Réaction freudienne au père ? Le fait est que je suis aussi relativiste, en fait de méthode, que Léon Dupriez se montre intransigeant. Je me retrouve davantage chez Jürgen Habermas, qui "ne met absolument pas en question le positivisme en tant que discipline scientifique. Il s’en prend exclusivement à l’idéologie positiviste qui extrapole les critères propres au champ de l’expérimentation pour les utiliser tels quels dans le champ de la pratique"6.
Mais je rejoins la position inconfortable de Léon Dupriez lorsqu’il applique sa critique au fond : avant d’être rigoureuse, la science se doit d’être pertinente. Les analyses doivent déboucher sur une synthèse, car la réalité ne se vit pas toutes choses d’ailleurs. Et cette synthèse, en économie, n’est parfaite qu’autant qu’elle incorpore les considérations utiles d’ordre sociologique, institutionnel, politique.

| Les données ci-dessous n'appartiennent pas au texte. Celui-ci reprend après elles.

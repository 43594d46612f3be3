//! Food and presence poll service.

use std::collections::HashMap;

use tracing::info;
use where2go_common::AppResult;
use where2go_db::{
    entities::Presence,
    repositories::{
        CategoryRepository, FoodPollVoteRepository, PresenceVoteRepository, UserRepository,
    },
};

use super::tally::{
    FoodPollData, PresenceData, VoteIndex, tally_food_votes, tally_presence,
};

/// What a food vote toggle does to the caller's row for a category.
#[derive(Debug, Clone, Copy, PartialEq, Eq)]
pub enum FoodVoteTransition {
    /// No vote yet: record one.
    Cast,
    /// A vote exists: remove it.
    Retract,
}

impl FoodVoteTransition {
    /// Transition that flips the current state.
    #[must_use]
    pub const fn toggle(already_voted: bool) -> Self {
        if already_voted { Self::Retract } else { Self::Cast }
    }
}

/// What a presence vote does to the caller's single presence row.
#[derive(Debug, Clone, Copy, PartialEq, Eq)]
pub enum PresenceTransition {
    /// Create or replace the row with this value.
    Set(Presence),
    /// Remove the row.
    Clear,
}

impl From<Option<Presence>> for PresenceTransition {
    fn from(value: Option<Presence>) -> Self {
        value.map_or(Self::Clear, Self::Set)
    }
}

/// Food poll state as seen by one user.
#[derive(Debug, Clone)]
pub struct FoodPollSnapshot {
    pub poll_data: FoodPollData,
    pub user_votes: Vec<i32>,
}

/// Presence poll state as seen by one user.
#[derive(Debug, Clone)]
pub struct PresencePollSnapshot {
    pub presence_data: PresenceData,
    pub user_vote: Option<Presence>,
}

/// Poll service for business logic.
#[derive(Clone)]
pub struct PollService {
    category_repo: CategoryRepository,
    food_vote_repo: FoodPollVoteRepository,
    presence_repo: PresenceVoteRepository,
    user_repo: UserRepository,
}

impl PollService {
    /// Create a new poll service.
    #[must_use]
    pub const fn new(
        category_repo: CategoryRepository,
        food_vote_repo: FoodPollVoteRepository,
        presence_repo: PresenceVoteRepository,
        user_repo: UserRepository,
    ) -> Self {
        Self {
            category_repo,
            food_vote_repo,
            presence_repo,
            user_repo,
        }
    }

    /// Flip the user's vote for a category and return the fresh tallies.
    ///
    /// Fails with `NotFound` before touching any row if the category does not
    /// exist.
    pub async fn toggle_food_vote(
        &self,
        user_id: i32,
        category_id: i32,
    ) -> AppResult<FoodPollSnapshot> {
        self.category_repo.get_by_id(category_id).await?;

        let own_votes = self.food_vote_repo.find_by_user(user_id).await?;
        let already_voted = VoteIndex::from_votes(&own_votes).has_vote(user_id, category_id);

        match FoodVoteTransition::toggle(already_voted) {
            FoodVoteTransition::Cast => {
                self.food_vote_repo.create(user_id, category_id).await?;
                info!(user_id = user_id, category_id = category_id, "Food vote cast");
            }
            FoodVoteTransition::Retract => {
                let removed = self
                    .food_vote_repo
                    .delete_by_user_and_category(user_id, category_id)
                    .await?;
                info!(
                    user_id = user_id,
                    category_id = category_id,
                    removed = removed,
                    "Food vote retracted"
                );
            }
        }

        self.food_poll_snapshot(user_id).await
    }

    /// Current food poll tallies plus the categories the user voted for.
    pub async fn food_poll_snapshot(&self, user_id: i32) -> AppResult<FoodPollSnapshot> {
        let categories = self.category_repo.find_all().await?;
        let votes = self.food_vote_repo.find_all().await?;

        let user_ids: Vec<i32> = votes.iter().map(|v| v.user_id).collect();
        let usernames = self.usernames(&user_ids).await?;

        Ok(FoodPollSnapshot {
            poll_data: tally_food_votes(&categories, &votes, &usernames),
            user_votes: VoteIndex::from_votes(&votes).categories_of(user_id),
        })
    }

    /// Set, change or clear the user's presence and return the fresh tallies.
    pub async fn set_presence(
        &self,
        user_id: i32,
        value: Option<Presence>,
    ) -> AppResult<PresencePollSnapshot> {
        match PresenceTransition::from(value) {
            PresenceTransition::Set(presence) => {
                self.presence_repo.upsert(user_id, presence).await?;
                info!(user_id = user_id, presence = presence.as_str(), "Presence set");
            }
            PresenceTransition::Clear => {
                let removed = self.presence_repo.delete_by_user(user_id).await?;
                info!(user_id = user_id, removed = removed, "Presence cleared");
            }
        }

        self.presence_snapshot(user_id).await
    }

    /// Current presence tallies plus the user's own value.
    pub async fn presence_snapshot(&self, user_id: i32) -> AppResult<PresencePollSnapshot> {
        let rows = self.presence_repo.find_all().await?;

        let user_ids: Vec<i32> = rows.iter().map(|r| r.user_id).collect();
        let usernames = self.usernames(&user_ids).await?;

        let user_vote = rows
            .iter()
            .find(|r| r.user_id == user_id)
            .map(|r| r.presence);

        Ok(PresencePollSnapshot {
            presence_data: tally_presence(&rows, &usernames),
            user_vote,
        })
    }

    /// Delete every food vote (poll reset). Returns the number removed.
    pub async fn clear_food_votes(&self) -> AppResult<u64> {
        let removed = self.food_vote_repo.delete_all().await?;
        info!(removed = removed, "Food poll cleared");
        Ok(removed)
    }

    async fn usernames(&self, user_ids: &[i32]) -> AppResult<HashMap<i32, String>> {
        let mut ids = user_ids.to_vec();
        ids.sort_unstable();
        ids.dedup();

        let users = self.user_repo.find_by_ids(&ids).await?;
        Ok(users.into_iter().map(|u| (u.id, u.username)).collect())
    }
}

Et, lorsqu’on en arrive à l’agir, éthique. Position inconfortable, disais-je : elle n’est certes pas à la mode en un temps où les acteurs économiques, récupérant une théorie dans son état d’il y a un siècle, prétendent abandonner l’économie à son auto-régulation. Mais "pourquoi serais-je de mon temps si mon temps se trompe" : je ne sais plus qui a dit cela, mais ç’aurait pu être Léon Dupriez ! Mais au delà de modes, sa position est surtout inconfortable parce que les sciences sociales qu’il importe d’articuler parlent des langues différentes, suivent des logiques différentes et ne se laissent, le plus souvent, confronter que de façon discursive, en perdant l’apport de leur rigueur propre et en faisant courir le risque de ne plus en offrir aucune. On connaît la réponse de Léon Dupriez : si les formalisations ne permettent pas l’adéquation, ne formalisons pas.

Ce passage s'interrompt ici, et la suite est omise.